__WHAT YOU HAVE TO DO__:
Identify, in the records below, every line where the string "NaimosSummary" appears, and copy each such line.
DATA TO PROCESS: Begin
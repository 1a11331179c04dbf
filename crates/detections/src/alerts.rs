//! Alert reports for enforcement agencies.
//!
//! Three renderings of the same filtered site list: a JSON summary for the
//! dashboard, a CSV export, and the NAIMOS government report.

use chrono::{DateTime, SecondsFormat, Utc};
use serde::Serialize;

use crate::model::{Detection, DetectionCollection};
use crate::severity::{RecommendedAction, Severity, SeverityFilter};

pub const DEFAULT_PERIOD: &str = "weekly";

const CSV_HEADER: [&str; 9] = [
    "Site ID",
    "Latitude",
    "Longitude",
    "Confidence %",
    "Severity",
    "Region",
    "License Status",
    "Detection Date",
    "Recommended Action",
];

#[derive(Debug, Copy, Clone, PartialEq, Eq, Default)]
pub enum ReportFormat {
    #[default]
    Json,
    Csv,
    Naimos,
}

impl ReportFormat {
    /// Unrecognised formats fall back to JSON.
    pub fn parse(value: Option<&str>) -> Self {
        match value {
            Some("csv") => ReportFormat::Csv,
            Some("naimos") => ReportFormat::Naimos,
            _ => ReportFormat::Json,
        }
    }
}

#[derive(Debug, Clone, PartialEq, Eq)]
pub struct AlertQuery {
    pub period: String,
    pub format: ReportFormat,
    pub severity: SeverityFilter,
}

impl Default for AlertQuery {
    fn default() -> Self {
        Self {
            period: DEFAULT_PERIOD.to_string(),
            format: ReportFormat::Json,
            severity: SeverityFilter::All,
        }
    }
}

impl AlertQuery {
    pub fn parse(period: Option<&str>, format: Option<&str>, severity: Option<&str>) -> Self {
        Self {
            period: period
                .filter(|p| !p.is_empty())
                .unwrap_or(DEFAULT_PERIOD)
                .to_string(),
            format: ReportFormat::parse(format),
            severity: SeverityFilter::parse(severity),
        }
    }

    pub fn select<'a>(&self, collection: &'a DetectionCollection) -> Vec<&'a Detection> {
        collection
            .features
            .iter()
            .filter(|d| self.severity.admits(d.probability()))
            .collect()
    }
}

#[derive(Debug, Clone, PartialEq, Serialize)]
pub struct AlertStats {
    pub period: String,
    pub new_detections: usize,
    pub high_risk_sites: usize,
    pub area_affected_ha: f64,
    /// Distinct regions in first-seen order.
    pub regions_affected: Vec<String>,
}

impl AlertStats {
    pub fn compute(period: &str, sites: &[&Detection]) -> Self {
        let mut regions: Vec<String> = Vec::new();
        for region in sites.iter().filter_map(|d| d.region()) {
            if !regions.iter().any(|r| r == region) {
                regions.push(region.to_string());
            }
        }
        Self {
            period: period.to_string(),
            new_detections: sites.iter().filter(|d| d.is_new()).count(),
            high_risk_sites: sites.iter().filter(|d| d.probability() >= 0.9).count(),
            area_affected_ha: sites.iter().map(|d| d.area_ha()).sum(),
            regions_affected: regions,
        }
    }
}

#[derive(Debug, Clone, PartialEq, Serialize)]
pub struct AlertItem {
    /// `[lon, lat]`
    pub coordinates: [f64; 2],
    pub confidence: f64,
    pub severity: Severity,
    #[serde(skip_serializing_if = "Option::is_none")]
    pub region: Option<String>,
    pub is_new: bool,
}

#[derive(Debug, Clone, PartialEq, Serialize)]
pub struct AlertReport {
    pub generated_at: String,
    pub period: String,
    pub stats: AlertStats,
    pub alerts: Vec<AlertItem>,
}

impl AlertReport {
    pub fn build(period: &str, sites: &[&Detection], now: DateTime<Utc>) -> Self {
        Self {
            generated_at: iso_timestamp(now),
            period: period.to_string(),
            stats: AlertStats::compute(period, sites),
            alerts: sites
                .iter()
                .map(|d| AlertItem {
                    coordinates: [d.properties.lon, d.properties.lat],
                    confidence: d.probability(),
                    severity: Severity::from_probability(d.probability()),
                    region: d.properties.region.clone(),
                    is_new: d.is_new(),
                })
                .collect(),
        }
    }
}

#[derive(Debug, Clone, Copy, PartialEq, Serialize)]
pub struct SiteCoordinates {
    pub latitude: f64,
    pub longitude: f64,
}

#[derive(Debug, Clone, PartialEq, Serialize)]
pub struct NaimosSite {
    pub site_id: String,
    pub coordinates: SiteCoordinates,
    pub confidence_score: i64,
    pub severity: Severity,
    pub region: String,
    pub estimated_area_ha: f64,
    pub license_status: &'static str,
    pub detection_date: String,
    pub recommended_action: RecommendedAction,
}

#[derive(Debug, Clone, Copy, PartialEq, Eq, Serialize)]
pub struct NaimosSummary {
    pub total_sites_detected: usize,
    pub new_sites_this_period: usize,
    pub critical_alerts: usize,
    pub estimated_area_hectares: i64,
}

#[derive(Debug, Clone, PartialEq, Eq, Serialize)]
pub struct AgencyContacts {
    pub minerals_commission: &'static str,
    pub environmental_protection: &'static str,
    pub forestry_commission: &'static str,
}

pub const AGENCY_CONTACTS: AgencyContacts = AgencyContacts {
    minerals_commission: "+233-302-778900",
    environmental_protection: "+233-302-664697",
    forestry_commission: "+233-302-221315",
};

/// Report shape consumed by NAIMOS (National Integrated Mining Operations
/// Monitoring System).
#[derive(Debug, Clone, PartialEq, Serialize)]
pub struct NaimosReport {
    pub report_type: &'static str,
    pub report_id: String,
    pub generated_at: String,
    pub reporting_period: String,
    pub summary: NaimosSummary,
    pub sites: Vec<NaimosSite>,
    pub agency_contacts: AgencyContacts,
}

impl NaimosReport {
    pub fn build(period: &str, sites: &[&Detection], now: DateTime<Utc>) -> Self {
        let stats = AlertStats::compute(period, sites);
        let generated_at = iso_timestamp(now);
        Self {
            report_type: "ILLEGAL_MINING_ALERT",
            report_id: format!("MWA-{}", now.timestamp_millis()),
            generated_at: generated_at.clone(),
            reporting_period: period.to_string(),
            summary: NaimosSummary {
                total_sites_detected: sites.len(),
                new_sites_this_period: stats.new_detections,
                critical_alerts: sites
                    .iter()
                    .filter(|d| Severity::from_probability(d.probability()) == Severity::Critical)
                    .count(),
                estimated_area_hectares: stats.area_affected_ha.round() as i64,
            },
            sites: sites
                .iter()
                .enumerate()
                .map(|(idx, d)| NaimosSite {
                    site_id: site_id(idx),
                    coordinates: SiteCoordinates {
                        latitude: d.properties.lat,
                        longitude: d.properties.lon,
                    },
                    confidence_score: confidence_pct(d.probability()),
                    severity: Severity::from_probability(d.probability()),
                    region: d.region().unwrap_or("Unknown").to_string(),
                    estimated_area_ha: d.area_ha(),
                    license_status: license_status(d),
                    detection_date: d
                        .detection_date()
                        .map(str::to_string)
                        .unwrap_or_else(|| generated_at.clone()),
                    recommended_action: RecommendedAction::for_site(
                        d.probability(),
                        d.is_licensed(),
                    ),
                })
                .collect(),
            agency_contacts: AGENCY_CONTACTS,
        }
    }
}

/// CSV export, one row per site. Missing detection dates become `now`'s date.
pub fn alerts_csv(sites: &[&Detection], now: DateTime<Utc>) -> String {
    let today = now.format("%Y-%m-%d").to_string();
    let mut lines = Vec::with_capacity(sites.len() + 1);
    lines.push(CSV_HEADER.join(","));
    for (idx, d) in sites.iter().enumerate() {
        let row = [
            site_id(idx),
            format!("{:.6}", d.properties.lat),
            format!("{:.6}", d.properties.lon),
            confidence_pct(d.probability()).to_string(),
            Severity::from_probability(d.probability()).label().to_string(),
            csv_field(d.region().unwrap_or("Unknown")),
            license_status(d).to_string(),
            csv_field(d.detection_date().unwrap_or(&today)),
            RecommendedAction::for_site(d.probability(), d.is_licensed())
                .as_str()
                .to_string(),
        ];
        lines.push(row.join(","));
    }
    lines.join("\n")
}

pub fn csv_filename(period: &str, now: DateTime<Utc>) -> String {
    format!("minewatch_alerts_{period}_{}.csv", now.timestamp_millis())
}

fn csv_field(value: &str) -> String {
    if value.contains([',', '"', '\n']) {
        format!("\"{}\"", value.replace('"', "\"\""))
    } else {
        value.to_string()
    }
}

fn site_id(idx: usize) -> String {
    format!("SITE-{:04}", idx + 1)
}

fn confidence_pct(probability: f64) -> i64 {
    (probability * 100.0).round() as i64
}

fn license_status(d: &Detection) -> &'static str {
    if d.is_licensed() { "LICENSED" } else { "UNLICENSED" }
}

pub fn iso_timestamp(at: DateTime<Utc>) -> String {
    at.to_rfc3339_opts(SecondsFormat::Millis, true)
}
DATA TO PROCESS: End
__ANSWER SPACE__:
pub struct NaimosSummary {
    pub summary: NaimosSummary,
            summary: NaimosSummary {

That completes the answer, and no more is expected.